Give back only the lines in the records below from the one with "error!(timeout = ?timeout, pending" to the one with "if self.config.id_allocation == IdAllocation::Renumber", both inclusive, word for word.
---
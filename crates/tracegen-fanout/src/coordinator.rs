//! Fan-out coordinator.
//!
//! The coordinator only dispatches and collects. Generation happens on the
//! blocking pool, one task per shard, each owning its generator, its
//! vocabulary fork and its slice of case ids.

use std::any::Any;
use std::panic::{self, AssertUnwindSafe};
use std::sync::atomic::{AtomicBool, Ordering};
use std::sync::Arc;
use std::time::{Duration, Instant};

use chrono::{NaiveDateTime, Utc};
use serde::{Deserialize, Serialize};
use tokio::task::JoinSet;
use tracing::{debug, error, info, warn};

use tracegen_core::{
    CaseRecord, ConfigError, EventId, EventRecord, GenerationConfig, ShardId, TableKind,
};
use tracegen_generator::{TraceGenerator, Vocabulary};

use crate::error::{FanOutError, Result, ShardFailure};
use crate::partition::{plan_shards, Shard};

/// What to do when a worker fails.
#[derive(Debug, Clone, Copy, PartialEq, Eq, Default, Serialize, Deserialize)]
#[serde(rename_all = "snake_case")]
pub enum FailurePolicy {
    /// Cancel the remaining workers and return the failure.
    #[default]
    FailFast,
    /// Keep the surviving shards and report the lost ones.
    Continue,
}

/// How event ids are made unique across shards.
#[derive(Debug, Clone, Copy, PartialEq, Eq, Default, Serialize, Deserialize)]
#[serde(rename_all = "snake_case")]
pub enum IdAllocation {
    /// Keep the disjoint per-shard blocks. Ids are unique; gaps are possible.
    #[default]
    Reserved,
    /// Renumber `1..=n` in aggregated order after all shards complete.
    Renumber,
}

/// Configuration for a fan-out job.
#[derive(Debug, Clone)]
pub struct FanOutConfig {
    /// Number of workers. Defaults to the available parallelism.
    pub workers: usize,

    /// Reaction to a failed worker.
    pub failure_policy: FailurePolicy,

    /// Event-id strategy.
    pub id_allocation: IdAllocation,

    /// Overall deadline for the job.
    pub timeout: Option<Duration>,
}

impl Default for FanOutConfig {
    fn default() -> Self {
        Self {
            workers: available_workers(),
            failure_policy: FailurePolicy::default(),
            id_allocation: IdAllocation::default(),
            timeout: None,
        }
    }
}

impl FanOutConfig {
    /// Create a new fan-out configuration.
    pub fn new() -> Self {
        Self::default()
    }

    /// Set the number of workers.
    pub fn with_workers(mut self, workers: usize) -> Self {
        self.workers = workers;
        self
    }

    /// Set the failure policy.
    pub fn with_failure_policy(mut self, policy: FailurePolicy) -> Self {
        self.failure_policy = policy;
        self
    }

    /// Set the event-id strategy.
    pub fn with_id_allocation(mut self, allocation: IdAllocation) -> Self {
        self.id_allocation = allocation;
        self
    }

    /// Set the overall timeout.
    pub fn with_timeout(mut self, timeout: Duration) -> Self {
        self.timeout = Some(timeout);
        self
    }

    /// Validates the configuration.
    pub fn validate(&self) -> std::result::Result<(), ConfigError> {
        if self.workers == 0 {
            return Err(ConfigError::NotPositive("workers"));
        }
        if self.timeout == Some(Duration::ZERO) {
            return Err(ConfigError::NotPositive("timeout"));
        }
        Ok(())
    }
}

/// Summary of one successful shard.
#[derive(Debug, Clone, PartialEq, Eq)]
pub struct ShardReport {
    pub shard: ShardId,
    pub cases: usize,
    pub events: usize,
    /// First id of the shard's reserved block.
    pub first_event_id: EventId,
    pub elapsed: Duration,
}

/// Aggregated output of a fan-out job.
#[derive(Debug, Clone)]
pub struct FanOutResult {
    /// Shard outputs concatenated in shard order.
    pub events: Vec<EventRecord>,
    /// Completed shards in shard order.
    pub shards: Vec<ShardReport>,
    /// Shards whose output is missing. Empty unless the policy is
    /// [`FailurePolicy::Continue`].
    pub lost_shards: Vec<ShardFailure>,
}

impl FanOutResult {
    /// Whether every shard completed.
    pub fn is_complete(&self) -> bool {
        self.lost_shards.is_empty()
    }
}

/// Terminal outcome of one worker.
type WorkerOutcome = (ShardId, std::result::Result<ShardOutput, ShardFailure>);

struct ShardOutput {
    events: Vec<EventRecord>,
    report: ShardReport,
}

/// Runs trace generation across isolated shard workers.
#[derive(Debug, Clone)]
pub struct FanOutCoordinator {
    config: FanOutConfig,
}

impl FanOutCoordinator {
    /// Create a coordinator.
    pub fn new(config: FanOutConfig) -> Result<Self> {
        config.validate()?;
        Ok(Self { config })
    }

    /// Number of workers a job will launch.
    pub fn workers(&self) -> usize {
        self.config.workers
    }

    /// Generate the event table for `cases`.
    ///
    /// Every worker receives `vocabulary.fork(shard + 1)` and a generator on
    /// the matching random stream, so a seeded run is reproducible for a
    /// fixed worker count.
    ///
    /// # Errors
    ///
    /// Configuration and schema problems are reported before any worker
    /// starts. Worker failures are reported per the failure policy; a
    /// timeout cancels all outstanding workers.
    pub async fn run<V>(
        &self,
        vocabulary: &V,
        generation: &GenerationConfig,
        cases: &[CaseRecord],
    ) -> Result<FanOutResult>
    where
        V: Vocabulary + 'static,
    {
        generation.validate()?;
        let start = Instant::now();
        let now = Utc::now().naive_utc();
        let shards = plan_shards(cases, self.config.workers, generation)?;

        // Build every generator up front so structural errors surface before
        // any work is dispatched.
        let mut jobs = Vec::with_capacity(shards.len());
        for shard in shards {
            let generator = self.shard_generator(vocabulary, generation, &shard, now)?;
            jobs.push((shard, generator));
        }

        info!(
            workers = self.config.workers,
            cases = cases.len(),
            vocabulary = vocabulary.name(),
            "Starting fan-out"
        );

        let cancelled = Arc::new(AtomicBool::new(false));
        let mut set = JoinSet::new();
        let shard_count = jobs.len();
        for (shard, generator) in jobs {
            let cancelled = Arc::clone(&cancelled);
            set.spawn_blocking(move || run_worker(shard, generator, &cancelled));
        }

        let mut outputs: Vec<Option<ShardOutput>> = (0..shard_count).map(|_| None).collect();
        let mut lost_shards = Vec::new();
        let deadline = self.config.timeout.map(|t| tokio::time::Instant::now() + t);

        while !set.is_empty() {
            let joined = match deadline {
                Some(deadline) => match tokio::time::timeout_at(deadline, set.join_next()).await {
                    Ok(joined) => joined,
                    Err(_) => {
                        let timeout = self.config.timeout.unwrap_or_default();
                        error!(timeout = ?timeout, pending = set.len(), "Fan-out timed out, cancelling workers");
                        cancel_all(&cancelled, &mut set);
                        return Err(FanOutError::Timeout(timeout));
                    }
                },
                None => set.join_next().await,
            };

            let Some(joined) = joined else { break };
            let (shard, outcome) = match joined {
                Ok(outcome) => outcome,
                Err(e) => {
                    cancel_all(&cancelled, &mut set);
                    return Err(FanOutError::Join(e.to_string()));
                }
            };

            match outcome {
                Ok(output) => {
                    debug!(
                        shard = %shard,
                        cases = output.report.cases,
                        events = output.report.events,
                        elapsed = ?output.report.elapsed,
                        "Worker completed"
                    );
                    outputs[shard.0] = Some(output);
                }
                Err(failure) => match self.config.failure_policy {
                    FailurePolicy::FailFast => {
                        error!(shard = %shard, reason = %failure.reason, "Worker failed, cancelling remaining workers");
                        cancel_all(&cancelled, &mut set);
                        return Err(FanOutError::WorkerFailed(failure));
                    }
                    FailurePolicy::Continue => {
                        warn!(shard = %shard, reason = %failure.reason, "Worker failed, continuing without its shard");
                        lost_shards.push(failure);
                    }
                },
            }
        }

        lost_shards.sort_by_key(|f| f.shard);
        let mut result = aggregate(outputs, lost_shards);

        if self.config.id_allocation == IdAllocation::Renumber {
            renumber(&mut result.events, vocabulary)?;
        }

        info!(
            events = result.events.len(),
            shards = result.shards.len(),
            lost = result.lost_shards.len(),
            duration = ?start.elapsed(),
            "Fan-out complete"
        );

        Ok(result)
    }

    fn shard_generator<V: Vocabulary>(
        &self,
        vocabulary: &V,
        generation: &GenerationConfig,
        shard: &Shard,
        now: NaiveDateTime,
    ) -> Result<TraceGenerator<V>> {
        let stream = shard.id.0 as u64 + 1;
        let generator = TraceGenerator::new(vocabulary.fork(stream), generation.clone())?
            .with_stream(stream)
            .with_first_id(shard.first_event_id)
            .with_now(now);
        Ok(generator)
    }
}

/// Body of one worker. Every path ends in exactly one outcome, panics
/// included.
fn run_worker<V: Vocabulary>(
    shard: Shard,
    mut generator: TraceGenerator<V>,
    cancelled: &AtomicBool,
) -> WorkerOutcome {
    let started = Instant::now();
    let id = shard.id;
    let cases = shard.cases.len();

    let result = panic::catch_unwind(AssertUnwindSafe(|| {
        let mut events = Vec::new();
        for &case_id in &shard.cases {
            if cancelled.load(Ordering::Relaxed) {
                return Err("cancelled".to_string());
            }
            events.extend(generator.generate_case(case_id));
        }
        Ok(events)
    }));

    let outcome = match result {
        Ok(Ok(events)) => Ok(ShardOutput {
            report: ShardReport {
                shard: id,
                cases,
                events: events.len(),
                first_event_id: shard.first_event_id,
                elapsed: started.elapsed(),
            },
            events,
        }),
        Ok(Err(reason)) => Err(ShardFailure { shard: id, cases, reason }),
        Err(payload) => Err(ShardFailure {
            shard: id,
            cases,
            reason: panic_message(payload.as_ref()),
        }),
    };

    (id, outcome)
}

fn panic_message(payload: &(dyn Any + Send)) -> String {
    if let Some(msg) = payload.downcast_ref::<&str>() {
        format!("panicked: {}", msg)
    } else if let Some(msg) = payload.downcast_ref::<String>() {
        format!("panicked: {}", msg)
    } else {
        "panicked".to_string()
    }
}

/// Signal cancellation and let go of every outstanding worker.
///
/// Blocking tasks cannot be aborted once running, so the set is detached
/// instead of awaited. Workers observe the flag before their next case and
/// their output is dropped.
fn cancel_all(cancelled: &AtomicBool, set: &mut JoinSet<WorkerOutcome>) {
    cancelled.store(true, Ordering::Relaxed);
    set.abort_all();
    set.detach_all();
}

fn aggregate(outputs: Vec<Option<ShardOutput>>, lost_shards: Vec<ShardFailure>) -> FanOutResult {
    let total = outputs.iter().flatten().map(|o| o.events.len()).sum();
    let mut events = Vec::with_capacity(total);
    let mut shards = Vec::new();

    for output in outputs.into_iter().flatten() {
        events.extend(output.events);
        shards.push(output.report);
    }

    FanOutResult {
        events,
        shards,
        lost_shards,
    }
}

fn renumber<V: Vocabulary>(events: &mut [EventRecord], vocabulary: &V) -> Result<()> {
    let schema = vocabulary.schema(TableKind::Events);
    let key = schema
        .primary_key()
        .map(|f| f.display_name.clone())
        .ok_or_else(|| ConfigError::invalid("events schema has no primary key to renumber"))?;

    let mut id = EventId::FIRST;
    for event in events.iter_mut() {
        event.renumber(id, &key);
        id = id.next();
    }
    Ok(())
}

/// Number of processing units available to this process.
pub fn available_workers() -> usize {
    std::thread::available_parallelism()
        .map(|p| p.get())
        .unwrap_or(4)
}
---
● **Solution for this problem**:
                        error!(timeout = ?timeout, pending = set.len(), "Fan-out timed out, cancelling workers");
                        cancel_all(&cancelled, &mut set);
                        return Err(FanOutError::Timeout(timeout));
                    }
                },
                None => set.join_next().await,
            };

            let Some(joined) = joined else { break };
            let (shard, outcome) = match joined {
                Ok(outcome) => outcome,
                Err(e) => {
                    cancel_all(&cancelled, &mut set);
                    return Err(FanOutError::Join(e.to_string()));
                }
            };

            match outcome {
                Ok(output) => {
                    debug!(
                        shard = %shard,
                        cases = output.report.cases,
                        events = output.report.events,
                        elapsed = ?output.report.elapsed,
                        "Worker completed"
                    );
                    outputs[shard.0] = Some(output);
                }
                Err(failure) => match self.config.failure_policy {
                    FailurePolicy::FailFast => {
                        error!(shard = %shard, reason = %failure.reason, "Worker failed, cancelling remaining workers");
                        cancel_all(&cancelled, &mut set);
                        return Err(FanOutError::WorkerFailed(failure));
                    }
                    FailurePolicy::Continue => {
                        warn!(shard = %shard, reason = %failure.reason, "Worker failed, continuing without its shard");
                        lost_shards.push(failure);
                    }
                },
            }
        }

        lost_shards.sort_by_key(|f| f.shard);
        let mut result = aggregate(outputs, lost_shards);

        if self.config.id_allocation == IdAllocation::Renumber {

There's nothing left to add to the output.